## What to work on
Lines from the listing below that contain the string "URLs" are to be reported.

## Material for the task
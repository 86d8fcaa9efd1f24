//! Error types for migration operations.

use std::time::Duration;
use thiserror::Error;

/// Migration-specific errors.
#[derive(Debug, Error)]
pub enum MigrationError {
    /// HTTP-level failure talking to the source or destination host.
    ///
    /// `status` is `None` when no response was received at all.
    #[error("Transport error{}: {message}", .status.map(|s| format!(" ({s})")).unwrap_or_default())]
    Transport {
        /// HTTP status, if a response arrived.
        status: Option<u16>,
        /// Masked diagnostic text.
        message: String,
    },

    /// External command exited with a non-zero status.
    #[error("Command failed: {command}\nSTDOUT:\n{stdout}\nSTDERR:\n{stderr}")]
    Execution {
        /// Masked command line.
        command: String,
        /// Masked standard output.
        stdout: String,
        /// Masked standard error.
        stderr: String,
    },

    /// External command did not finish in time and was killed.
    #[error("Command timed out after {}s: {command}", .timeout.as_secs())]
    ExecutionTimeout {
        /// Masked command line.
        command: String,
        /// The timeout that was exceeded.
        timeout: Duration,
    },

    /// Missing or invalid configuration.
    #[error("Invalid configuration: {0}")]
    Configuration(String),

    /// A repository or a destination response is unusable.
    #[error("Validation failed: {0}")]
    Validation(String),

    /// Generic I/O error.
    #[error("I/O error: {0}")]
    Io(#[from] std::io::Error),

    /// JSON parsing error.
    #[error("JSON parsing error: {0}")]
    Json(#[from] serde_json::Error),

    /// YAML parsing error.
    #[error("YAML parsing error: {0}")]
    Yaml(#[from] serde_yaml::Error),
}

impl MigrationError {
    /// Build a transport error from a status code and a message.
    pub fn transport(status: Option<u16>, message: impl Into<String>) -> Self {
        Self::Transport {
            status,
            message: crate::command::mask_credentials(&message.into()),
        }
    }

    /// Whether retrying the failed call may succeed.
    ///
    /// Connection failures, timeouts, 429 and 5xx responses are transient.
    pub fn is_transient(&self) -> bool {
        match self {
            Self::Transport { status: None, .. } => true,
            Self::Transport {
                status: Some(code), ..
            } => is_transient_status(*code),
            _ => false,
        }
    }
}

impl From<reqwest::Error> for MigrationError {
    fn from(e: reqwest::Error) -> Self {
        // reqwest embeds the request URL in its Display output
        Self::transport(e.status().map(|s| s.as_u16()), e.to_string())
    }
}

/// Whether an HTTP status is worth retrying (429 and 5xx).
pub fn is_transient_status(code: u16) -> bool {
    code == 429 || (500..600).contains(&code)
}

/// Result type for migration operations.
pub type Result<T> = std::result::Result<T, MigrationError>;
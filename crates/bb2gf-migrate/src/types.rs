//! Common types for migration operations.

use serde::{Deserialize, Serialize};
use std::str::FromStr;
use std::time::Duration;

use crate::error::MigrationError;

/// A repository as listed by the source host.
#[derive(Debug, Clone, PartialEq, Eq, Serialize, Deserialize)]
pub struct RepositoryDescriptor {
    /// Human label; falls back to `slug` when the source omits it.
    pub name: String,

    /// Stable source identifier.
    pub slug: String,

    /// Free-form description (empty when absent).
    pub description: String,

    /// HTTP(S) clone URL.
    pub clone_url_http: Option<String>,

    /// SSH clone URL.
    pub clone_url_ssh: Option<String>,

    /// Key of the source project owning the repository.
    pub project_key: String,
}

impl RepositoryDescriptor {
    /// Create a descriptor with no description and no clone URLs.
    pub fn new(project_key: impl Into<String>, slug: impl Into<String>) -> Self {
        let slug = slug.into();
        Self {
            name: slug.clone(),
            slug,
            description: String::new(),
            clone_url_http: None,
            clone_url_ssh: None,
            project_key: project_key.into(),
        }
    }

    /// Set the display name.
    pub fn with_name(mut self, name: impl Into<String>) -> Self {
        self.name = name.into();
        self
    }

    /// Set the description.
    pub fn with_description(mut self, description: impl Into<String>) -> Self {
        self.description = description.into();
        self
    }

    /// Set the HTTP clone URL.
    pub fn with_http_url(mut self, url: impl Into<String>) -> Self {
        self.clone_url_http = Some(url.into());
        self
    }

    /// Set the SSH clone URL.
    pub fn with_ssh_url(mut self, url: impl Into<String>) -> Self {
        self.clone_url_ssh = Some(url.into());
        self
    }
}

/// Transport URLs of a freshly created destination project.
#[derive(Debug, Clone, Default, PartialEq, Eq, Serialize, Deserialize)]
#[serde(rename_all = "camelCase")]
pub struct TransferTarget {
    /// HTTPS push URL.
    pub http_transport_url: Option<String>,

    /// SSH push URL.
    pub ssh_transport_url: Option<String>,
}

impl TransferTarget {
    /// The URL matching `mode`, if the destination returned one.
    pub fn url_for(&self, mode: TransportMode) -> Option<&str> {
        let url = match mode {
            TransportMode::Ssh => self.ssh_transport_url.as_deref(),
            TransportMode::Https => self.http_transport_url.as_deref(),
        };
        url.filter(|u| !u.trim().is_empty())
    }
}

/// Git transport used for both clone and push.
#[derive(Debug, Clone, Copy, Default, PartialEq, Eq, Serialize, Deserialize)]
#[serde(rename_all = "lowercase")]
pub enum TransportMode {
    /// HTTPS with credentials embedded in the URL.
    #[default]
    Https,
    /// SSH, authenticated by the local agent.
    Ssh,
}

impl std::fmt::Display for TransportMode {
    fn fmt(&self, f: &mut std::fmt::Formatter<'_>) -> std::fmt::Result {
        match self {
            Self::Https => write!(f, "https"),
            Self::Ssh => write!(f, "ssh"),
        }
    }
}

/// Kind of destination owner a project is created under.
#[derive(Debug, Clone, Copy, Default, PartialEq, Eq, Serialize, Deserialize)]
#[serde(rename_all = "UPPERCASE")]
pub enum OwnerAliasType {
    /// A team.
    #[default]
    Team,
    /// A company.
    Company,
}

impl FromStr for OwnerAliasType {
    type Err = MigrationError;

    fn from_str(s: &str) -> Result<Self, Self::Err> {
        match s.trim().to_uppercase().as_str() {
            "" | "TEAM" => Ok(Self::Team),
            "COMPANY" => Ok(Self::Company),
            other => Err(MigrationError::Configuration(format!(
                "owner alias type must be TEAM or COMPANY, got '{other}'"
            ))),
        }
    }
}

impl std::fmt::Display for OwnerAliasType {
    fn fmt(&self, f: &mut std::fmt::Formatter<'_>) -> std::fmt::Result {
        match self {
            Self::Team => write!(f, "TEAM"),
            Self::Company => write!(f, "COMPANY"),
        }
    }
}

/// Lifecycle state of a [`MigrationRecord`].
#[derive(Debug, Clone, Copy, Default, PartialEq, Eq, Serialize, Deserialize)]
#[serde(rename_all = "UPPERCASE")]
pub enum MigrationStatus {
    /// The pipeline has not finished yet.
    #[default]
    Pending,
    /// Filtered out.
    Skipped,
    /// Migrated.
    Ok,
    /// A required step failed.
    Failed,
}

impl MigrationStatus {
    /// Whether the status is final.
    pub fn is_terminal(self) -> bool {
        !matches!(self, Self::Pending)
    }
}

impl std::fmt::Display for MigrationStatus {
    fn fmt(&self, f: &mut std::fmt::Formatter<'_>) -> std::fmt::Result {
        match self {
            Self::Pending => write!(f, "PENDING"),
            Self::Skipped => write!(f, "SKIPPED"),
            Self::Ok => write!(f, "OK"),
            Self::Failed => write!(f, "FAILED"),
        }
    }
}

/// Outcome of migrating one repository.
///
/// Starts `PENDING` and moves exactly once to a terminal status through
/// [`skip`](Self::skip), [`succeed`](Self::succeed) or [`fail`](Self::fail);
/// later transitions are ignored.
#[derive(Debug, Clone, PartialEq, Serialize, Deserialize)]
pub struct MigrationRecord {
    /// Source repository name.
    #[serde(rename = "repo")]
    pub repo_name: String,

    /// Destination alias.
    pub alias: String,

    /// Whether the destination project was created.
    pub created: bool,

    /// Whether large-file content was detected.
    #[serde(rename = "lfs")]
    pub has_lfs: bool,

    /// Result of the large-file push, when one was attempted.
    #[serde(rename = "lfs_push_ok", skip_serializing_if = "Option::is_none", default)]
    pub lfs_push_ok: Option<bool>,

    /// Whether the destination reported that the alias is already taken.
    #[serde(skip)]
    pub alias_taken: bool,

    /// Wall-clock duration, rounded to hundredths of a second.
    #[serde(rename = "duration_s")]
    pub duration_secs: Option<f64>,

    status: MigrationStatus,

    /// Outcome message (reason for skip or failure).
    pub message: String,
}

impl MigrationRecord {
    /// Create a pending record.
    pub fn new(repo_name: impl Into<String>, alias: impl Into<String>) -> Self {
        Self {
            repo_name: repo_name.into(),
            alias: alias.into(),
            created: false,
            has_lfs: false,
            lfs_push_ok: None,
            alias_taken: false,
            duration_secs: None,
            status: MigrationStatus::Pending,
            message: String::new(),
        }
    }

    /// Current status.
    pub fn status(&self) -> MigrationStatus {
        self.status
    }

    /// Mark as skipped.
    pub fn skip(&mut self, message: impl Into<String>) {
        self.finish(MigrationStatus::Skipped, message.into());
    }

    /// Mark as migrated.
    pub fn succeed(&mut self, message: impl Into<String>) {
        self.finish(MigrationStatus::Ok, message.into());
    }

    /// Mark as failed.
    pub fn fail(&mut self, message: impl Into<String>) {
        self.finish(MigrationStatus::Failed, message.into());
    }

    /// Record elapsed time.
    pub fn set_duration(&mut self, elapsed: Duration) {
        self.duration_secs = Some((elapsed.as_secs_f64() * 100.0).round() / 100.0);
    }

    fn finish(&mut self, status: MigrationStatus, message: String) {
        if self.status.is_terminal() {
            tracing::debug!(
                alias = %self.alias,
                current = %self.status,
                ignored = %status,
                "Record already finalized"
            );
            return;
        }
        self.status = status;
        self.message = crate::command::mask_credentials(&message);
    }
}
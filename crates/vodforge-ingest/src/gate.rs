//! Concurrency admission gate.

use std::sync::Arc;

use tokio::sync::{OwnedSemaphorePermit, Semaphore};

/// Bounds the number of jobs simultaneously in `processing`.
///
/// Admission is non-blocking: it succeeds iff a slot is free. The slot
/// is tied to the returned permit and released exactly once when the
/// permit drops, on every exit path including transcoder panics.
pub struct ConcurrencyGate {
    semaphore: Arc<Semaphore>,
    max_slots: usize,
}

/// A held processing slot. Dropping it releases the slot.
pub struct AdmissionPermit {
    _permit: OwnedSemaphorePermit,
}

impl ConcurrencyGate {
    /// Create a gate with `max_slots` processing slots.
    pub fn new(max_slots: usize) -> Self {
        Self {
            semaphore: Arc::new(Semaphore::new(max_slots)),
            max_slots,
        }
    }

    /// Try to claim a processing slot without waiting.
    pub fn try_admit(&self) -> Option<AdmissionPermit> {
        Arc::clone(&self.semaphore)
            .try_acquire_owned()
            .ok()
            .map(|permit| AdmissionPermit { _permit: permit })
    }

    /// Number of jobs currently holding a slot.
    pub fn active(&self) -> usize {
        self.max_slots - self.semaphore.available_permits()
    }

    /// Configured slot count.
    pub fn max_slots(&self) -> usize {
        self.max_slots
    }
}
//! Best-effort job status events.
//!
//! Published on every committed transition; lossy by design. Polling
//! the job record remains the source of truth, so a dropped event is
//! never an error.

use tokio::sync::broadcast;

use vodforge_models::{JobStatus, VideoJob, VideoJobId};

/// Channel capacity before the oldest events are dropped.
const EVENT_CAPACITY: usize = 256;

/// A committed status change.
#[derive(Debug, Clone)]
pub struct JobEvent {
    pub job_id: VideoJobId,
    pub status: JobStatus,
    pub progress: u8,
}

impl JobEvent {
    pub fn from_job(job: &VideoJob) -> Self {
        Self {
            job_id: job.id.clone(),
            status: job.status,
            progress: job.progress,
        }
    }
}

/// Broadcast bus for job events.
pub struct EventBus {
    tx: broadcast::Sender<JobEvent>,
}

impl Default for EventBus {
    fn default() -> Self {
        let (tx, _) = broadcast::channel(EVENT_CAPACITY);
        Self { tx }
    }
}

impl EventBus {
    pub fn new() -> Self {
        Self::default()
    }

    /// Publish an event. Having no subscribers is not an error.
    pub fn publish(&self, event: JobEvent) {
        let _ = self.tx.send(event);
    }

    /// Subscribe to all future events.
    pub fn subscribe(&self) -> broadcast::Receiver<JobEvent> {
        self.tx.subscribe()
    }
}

## Exercise output
    /// Create a descriptor with no description and no clone URLs.
/// Transport URLs of a freshly created destination project.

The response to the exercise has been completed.